Previous studies have shown that the ablation of Chk1 by siRNA has only a small effect on the accumulation of sub-G₁ cells or other phases of the cell cycle ( 40), indicating that the decreased expression of Chk1 may not be responsible for the G₁ arrest in p29-depleted cells. In contrast, Chk1 is mainly recognized as a signal-transducing kinase in the DNA damage checkpoint pathway, like UV light or stalled replication stress ( 41– 45). The phosphorylation of Chk1 at Ser³¹⁷ and Ser³⁴⁵ is highly associated with its ability to phosphorylate downstream targets, like cdc25A, cdc25C, and p53 ( 41– 45). The depletion of p29 did not affect the expression of ATR and ATM ( Figs. 4A and 5A). Therefore, the low phosphorylation level of Chk1 at S317 and S345 might be mainly due to down-regulated expression of Chk1. Subsequently, the decreased Chk1 activity did not provide enough checkpoint activity in response to genotoxic stress. We did not detect any interaction between p29 and Chk1 using the yeast two-hybrid assay ( Fig. 2A), indicating that p29 may not be responsible for the stability of Chk1 through direct interaction. Instead, this down-regulated expression of Chk1 is most likely related to transcriptional repression of induced E2F4 protein, as has been suggested in a previous microarray analysis ( 34).

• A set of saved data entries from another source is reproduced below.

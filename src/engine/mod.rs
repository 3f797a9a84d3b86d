//! The message-passing computation engine: agents, mailboxes, and the
//! `Computation` trait algorithms implement against.

mod agent;
mod computation;
mod message;

pub use agent::{Agent, Envelope, Transport};
pub use computation::{Computation, MessageSender, VariableComputationBase};
pub use message::Message;
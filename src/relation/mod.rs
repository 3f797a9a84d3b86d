//! The relation algebra: `join`, `project`, `find_arg_optimal`, implemented
//! once against a `Relation` trait so DPOP's dense-matrix utility joins and
//! DSA's closure-evaluated constraints share one abstraction — the same
//! shape `ddo::Problem`/`ddo::Relaxation` give two very different state
//! representations a common trait-object interface.

mod functional;
mod tabular;

pub use functional::FunctionRelation;
pub use tabular::TabularRelation;

use std::sync::Arc;

use crate::assignment::Assignment;
use crate::domain::{Mode, Value, Variable};
use crate::error::RelationError;

/// A constraint over an ordered scope of variables: given a complete
/// assignment to that scope, it yields a cost (or utility) contribution.
pub trait Relation: Send + Sync {
    /// Name, for logging and for `DpopMessage`/error messages. Defaults to
    /// a generic label; concrete relations usually override it.
    fn name(&self) -> &str {
        "relation"
    }

    /// The ordered scope this relation depends on.
    fn scope(&self) -> &[Arc<Variable>];

    /// The scope's variable names, in scope order.
    fn dimensions(&self) -> Vec<String> {
        self.scope().iter().map(|v| v.name().to_string()).collect()
    }

    /// Evaluate this relation against a complete assignment to its scope.
    /// Returns `RelationError::MissingVariable` if `assignment` does not
    /// cover every variable in `scope()`.
    fn apply(&self, assignment: &Assignment) -> Result<i64, RelationError>;
}

/// The union scope of `a` and `b`, preserving `a`'s variables first in their
/// existing order, then any variable of `b` not already present.
fn union_scope(a: &[Arc<Variable>], b: &[Arc<Variable>]) -> Vec<Arc<Variable>> {
    let mut result: Vec<Arc<Variable>> = a.to_vec();
    for var in b {
        if !result.iter().any(|v| v.name() == var.name()) {
            result.push(var.clone());
        }
    }
    result
}

/// `join(a, b)`: the relation over the union scope whose value at any
/// complete assignment is `a`'s value plus `b`'s value (pydcop's
/// `join_utils`, generalized to any two relations rather than only dense
/// matrices).
pub fn join(a: &dyn Relation, b: &dyn Relation) -> Result<TabularRelation, RelationError> {
    let scope = union_scope(a.scope(), b.scope());
    TabularRelation::build(scope, |assignment| {
        Ok(a.apply(assignment)? + b.apply(assignment)?)
    })
}

/// `project(r, x, mode)`: eliminate `x` from `r`'s scope by optimizing
/// (min/max, per `mode`) over `x`'s domain at each assignment to the
/// remaining variables (pydcop's `projection`).
pub fn project(
    r: &dyn Relation,
    x: &Arc<Variable>,
    mode: Mode,
) -> Result<TabularRelation, RelationError> {
    let remaining: Vec<Arc<Variable>> = r
        .scope()
        .iter()
        .filter(|v| v.name() != x.name())
        .cloned()
        .collect();

    TabularRelation::build(remaining, |partial| {
        let mut best = mode.worst_value();
        for value in x.domain().iter() {
            let mut full = partial.clone();
            full.insert(x.name().to_string(), value.clone());
            let cost = r.apply(&full)?;
            if mode.improves(cost, best) {
                best = cost;
            }
        }
        Ok(best)
    })
}

/// `find_arg_optimal(x, r, mode)`: the set of values of `x` achieving the
/// optimum of `r` (which must depend on exactly `x`), and that optimal
/// value. Ties are all returned, in domain order, matching pydcop's
/// `find_arg_optimal`.
pub fn find_arg_optimal(
    x: &Arc<Variable>,
    r: &dyn Relation,
    mode: Mode,
) -> Result<(Vec<Value>, i64), RelationError> {
    if r.scope().len() != 1 || r.scope()[0].name() != x.name() {
        return Err(RelationError::MultiVariableArgOpt(r.scope().len()));
    }

    let mut best = mode.worst_value();
    let mut best_values = Vec::new();
    for value in x.domain().iter() {
        let mut a = Assignment::default();
        a.insert(x.name().to_string(), value.clone());
        let cost = r.apply(&a)?;
        if mode.improves(cost, best) {
            best = cost;
            best_values.clear();
            best_values.push(value.clone());
        } else if cost == best {
            best_values.push(value.clone());
        }
    }
    Ok((best_values, best))
}

#[cfg(test)]
mod tests {
    use super::*;
    use crate::domain::Domain;

    fn var(name: &str, vals: &[i64]) -> Arc<Variable> {
        Arc::new(Variable::new(
            name,
            Domain::new(vals.iter().map(|v| Value::Int(*v)).collect()),
        ))
    }

    #[test]
    fn join_sums_overlapping_scopes() {
        let x = var("x", &[0, 1]);
        let y = var("y", &[0, 1]);

        let r1 = TabularRelation::build(vec![x.clone(), y.clone()], |a| {
            let xv = a.get("x").unwrap();
            let yv = a.get("y").unwrap();
            Ok(if xv == yv { 0 } else { 1 })
        })
        .unwrap();

        let r2 = FunctionRelation::new("unary-y", vec![y.clone()], |a| {
            Ok(if a.get("y").unwrap() == &Value::Int(1) { 10 } else { 0 })
        });

        let joined = join(&r1, &r2).unwrap();
        assert_eq!(2, joined.scope().len());

        let mut a = Assignment::default();
        a.insert("x".to_string(), Value::Int(0));
        a.insert("y".to_string(), Value::Int(1));
        assert_eq!(1 + 10, joined.apply(&a).unwrap());
    }

    #[test]
    fn project_eliminates_a_variable_by_optimizing_over_it() {
        let x = var("x", &[0, 1, 2]);
        let y = var("y", &[0, 1]);
        let r = TabularRelation::build(vec![x.clone(), y.clone()], |a| {
            let xv = match a.get("x").unwrap() {
                Value::Int(i) => *i,
                _ => unreachable!(),
            };
            let yv = match a.get("y").unwrap() {
                Value::Int(i) => *i,
                _ => unreachable!(),
            };
            Ok(xv + yv)
        })
        .unwrap();

        let projected = project(&r, &x, Mode::Min).unwrap();
        assert_eq!(vec!["y".to_string()], projected.dimensions());

        let mut a = Assignment::default();
        a.insert("y".to_string(), Value::Int(1));
        assert_eq!(1, projected.apply(&a).unwrap());
    }

    #[test]
    fn find_arg_optimal_returns_all_ties() {
        let x = var("x", &[0, 1, 2]);
        let r = FunctionRelation::new("unary", vec![x.clone()], |a| {
            match a.get("x").unwrap() {
                Value::Int(0) => Ok(5),
                Value::Int(1) => Ok(5),
                _ => Ok(9),
            }
        });
        let (values, cost) = find_arg_optimal(&x, &r, Mode::Min).unwrap();
        assert_eq!(5, cost);
        assert_eq!(vec![Value::Int(0), Value::Int(1)], values);
    }

    #[test]
    fn find_arg_optimal_rejects_multivariable_relations() {
        let x = var("x", &[0, 1]);
        let y = var("y", &[0, 1]);
        let r = TabularRelation::build(vec![x.clone(), y.clone()], |_| Ok(0)).unwrap();
        let err = find_arg_optimal(&x, &r, Mode::Min).unwrap_err();
        assert_eq!(RelationError::MultiVariableArgOpt(2), err);
    }
}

Another important observation in this study was that p29 was required for maximal phosphorylation of ATM kinase in UV-induced responses. In p29-depleted cells, the phosphorylation of ATM was inhibited but the total amount of ATM was not altered. The hypophosphorylated ATM may have further resulted in decreased phosphorylation of Chk2 and RPA2 in response to UV irradiation ( Fig. 5A). Like other DNA repair and checkpoint proteins, the expression of ATM, Chk2, and RPA2 can be modulated by the E2F family ( 46, 47). In our observations, no significant reduction of ATM, Chk2, and RPA2 in p29-depleted cells was detected ( Fig. 5A), suggesting that E2F and p107 did not affect the expression of these three protein in p29-depleted cells. Although it is believed that the MRN formed at double-strand breaks is necessary for ATM activity ( 11– 13), the mechanism for ATM activation with UV treatment is unclear. The expression of Mre11, Nbs1, and Rad50 remained stable in p29-depleted cells. Thus, it is unlikely that the decreased ATM phosphorylation is mediated by a down-regulated expression of MRN complex. Intriguingly, this down-regulated phosphorylation of ATM did not occur in p29-depleted cells exposed to hydroxyurea or ionization radiation. One possibility is that UV irradiation induces a local chromatin modification to activate ATM phosphorylation and p29 is required for this unique modulation of ATM activity. Although we provide the evidence that p29 colocalizes with ATM after UV irradiation, a mechanism for p29 to affect ATM phosphorylation is far from certain. Nonetheless, our data do help to partially unravel the role of p29 in cell cycle control and DNA checkpoint responses.